● **Exercise prompt**
For the word "UpdateSource", state how many lines below contain it. Give no other text.

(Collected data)
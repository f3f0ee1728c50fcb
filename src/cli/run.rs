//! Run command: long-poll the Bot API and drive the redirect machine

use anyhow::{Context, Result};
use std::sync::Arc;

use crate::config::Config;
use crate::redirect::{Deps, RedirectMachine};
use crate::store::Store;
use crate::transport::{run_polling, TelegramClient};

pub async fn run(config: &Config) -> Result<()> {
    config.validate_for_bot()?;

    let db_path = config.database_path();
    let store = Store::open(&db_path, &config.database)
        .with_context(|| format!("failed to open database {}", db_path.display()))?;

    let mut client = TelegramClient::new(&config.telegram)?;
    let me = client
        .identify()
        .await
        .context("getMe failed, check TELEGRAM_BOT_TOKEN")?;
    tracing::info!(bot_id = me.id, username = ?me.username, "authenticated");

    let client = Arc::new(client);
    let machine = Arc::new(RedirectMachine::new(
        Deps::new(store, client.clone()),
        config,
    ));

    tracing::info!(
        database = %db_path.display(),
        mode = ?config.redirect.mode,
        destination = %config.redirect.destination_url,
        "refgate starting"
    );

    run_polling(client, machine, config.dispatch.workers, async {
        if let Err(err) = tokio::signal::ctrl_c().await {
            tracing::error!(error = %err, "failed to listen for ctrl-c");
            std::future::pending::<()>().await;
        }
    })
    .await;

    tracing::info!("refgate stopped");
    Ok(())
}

==

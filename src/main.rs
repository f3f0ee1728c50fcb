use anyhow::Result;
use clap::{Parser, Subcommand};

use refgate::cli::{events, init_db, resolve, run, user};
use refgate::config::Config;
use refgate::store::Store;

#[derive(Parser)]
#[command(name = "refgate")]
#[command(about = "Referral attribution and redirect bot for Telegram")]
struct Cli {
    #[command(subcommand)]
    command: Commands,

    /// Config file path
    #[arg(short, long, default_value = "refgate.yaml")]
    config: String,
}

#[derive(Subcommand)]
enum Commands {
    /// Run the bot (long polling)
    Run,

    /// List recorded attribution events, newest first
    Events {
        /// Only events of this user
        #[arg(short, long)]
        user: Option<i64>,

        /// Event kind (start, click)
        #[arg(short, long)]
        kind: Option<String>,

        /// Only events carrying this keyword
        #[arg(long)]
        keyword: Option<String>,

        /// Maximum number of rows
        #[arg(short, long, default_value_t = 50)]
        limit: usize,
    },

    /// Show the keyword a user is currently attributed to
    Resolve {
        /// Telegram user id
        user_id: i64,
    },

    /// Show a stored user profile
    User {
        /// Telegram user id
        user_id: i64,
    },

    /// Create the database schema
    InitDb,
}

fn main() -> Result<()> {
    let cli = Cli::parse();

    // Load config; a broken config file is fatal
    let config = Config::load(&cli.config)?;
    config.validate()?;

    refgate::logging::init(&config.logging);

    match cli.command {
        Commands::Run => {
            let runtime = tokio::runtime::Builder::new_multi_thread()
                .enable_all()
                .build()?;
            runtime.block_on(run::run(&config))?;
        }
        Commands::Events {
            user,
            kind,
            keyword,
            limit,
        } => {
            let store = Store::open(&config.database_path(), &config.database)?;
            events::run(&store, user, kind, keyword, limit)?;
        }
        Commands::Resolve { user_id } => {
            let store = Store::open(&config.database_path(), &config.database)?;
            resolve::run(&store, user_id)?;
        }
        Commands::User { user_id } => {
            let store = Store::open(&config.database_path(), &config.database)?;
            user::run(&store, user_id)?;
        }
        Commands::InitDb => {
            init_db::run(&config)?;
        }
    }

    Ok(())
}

--

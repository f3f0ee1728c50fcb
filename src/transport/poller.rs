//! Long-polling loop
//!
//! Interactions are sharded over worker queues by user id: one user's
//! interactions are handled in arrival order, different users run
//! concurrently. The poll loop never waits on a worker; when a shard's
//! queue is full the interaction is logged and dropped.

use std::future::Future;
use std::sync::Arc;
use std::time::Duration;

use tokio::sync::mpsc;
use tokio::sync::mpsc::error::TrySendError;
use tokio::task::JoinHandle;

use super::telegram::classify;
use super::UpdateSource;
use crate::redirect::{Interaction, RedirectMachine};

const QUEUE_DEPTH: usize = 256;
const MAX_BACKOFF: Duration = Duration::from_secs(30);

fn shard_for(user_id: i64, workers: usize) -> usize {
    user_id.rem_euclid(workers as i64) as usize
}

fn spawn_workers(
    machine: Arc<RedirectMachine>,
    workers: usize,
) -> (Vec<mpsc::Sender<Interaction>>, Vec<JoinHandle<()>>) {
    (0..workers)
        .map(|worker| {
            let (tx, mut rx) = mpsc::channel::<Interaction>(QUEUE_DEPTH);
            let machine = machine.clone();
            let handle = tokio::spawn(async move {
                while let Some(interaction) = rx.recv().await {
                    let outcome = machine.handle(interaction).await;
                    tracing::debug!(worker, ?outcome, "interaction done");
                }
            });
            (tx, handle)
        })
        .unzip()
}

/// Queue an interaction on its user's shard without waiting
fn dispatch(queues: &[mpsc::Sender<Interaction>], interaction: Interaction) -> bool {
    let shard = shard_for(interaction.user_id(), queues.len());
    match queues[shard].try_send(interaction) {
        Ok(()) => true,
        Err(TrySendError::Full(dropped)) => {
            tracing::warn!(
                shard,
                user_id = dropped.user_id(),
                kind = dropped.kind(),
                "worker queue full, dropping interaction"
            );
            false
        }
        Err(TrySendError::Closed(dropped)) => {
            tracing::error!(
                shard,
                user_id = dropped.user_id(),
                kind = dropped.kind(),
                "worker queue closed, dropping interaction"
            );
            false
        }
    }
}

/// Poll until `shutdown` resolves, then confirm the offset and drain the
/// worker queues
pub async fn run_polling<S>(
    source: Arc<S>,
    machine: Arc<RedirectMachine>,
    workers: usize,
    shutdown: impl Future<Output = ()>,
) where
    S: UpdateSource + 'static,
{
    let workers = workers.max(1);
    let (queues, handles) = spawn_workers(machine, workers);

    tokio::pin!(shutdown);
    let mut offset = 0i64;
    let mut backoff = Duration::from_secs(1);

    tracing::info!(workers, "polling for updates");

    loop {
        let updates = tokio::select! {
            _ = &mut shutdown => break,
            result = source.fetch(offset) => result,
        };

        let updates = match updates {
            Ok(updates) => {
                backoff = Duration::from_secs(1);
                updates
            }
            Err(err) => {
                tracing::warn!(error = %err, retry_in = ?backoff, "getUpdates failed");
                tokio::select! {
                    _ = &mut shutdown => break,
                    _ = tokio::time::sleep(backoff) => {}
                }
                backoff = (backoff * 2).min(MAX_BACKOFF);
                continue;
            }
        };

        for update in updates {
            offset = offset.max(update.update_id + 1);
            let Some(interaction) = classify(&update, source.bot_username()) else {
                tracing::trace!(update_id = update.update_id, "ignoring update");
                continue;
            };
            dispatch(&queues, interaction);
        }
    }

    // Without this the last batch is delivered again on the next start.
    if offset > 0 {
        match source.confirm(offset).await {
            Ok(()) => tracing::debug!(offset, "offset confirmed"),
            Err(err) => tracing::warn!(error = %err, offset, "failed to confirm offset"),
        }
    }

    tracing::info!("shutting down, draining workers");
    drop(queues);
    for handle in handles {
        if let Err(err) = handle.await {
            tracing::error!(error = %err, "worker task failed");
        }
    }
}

● **Finished exercise**
2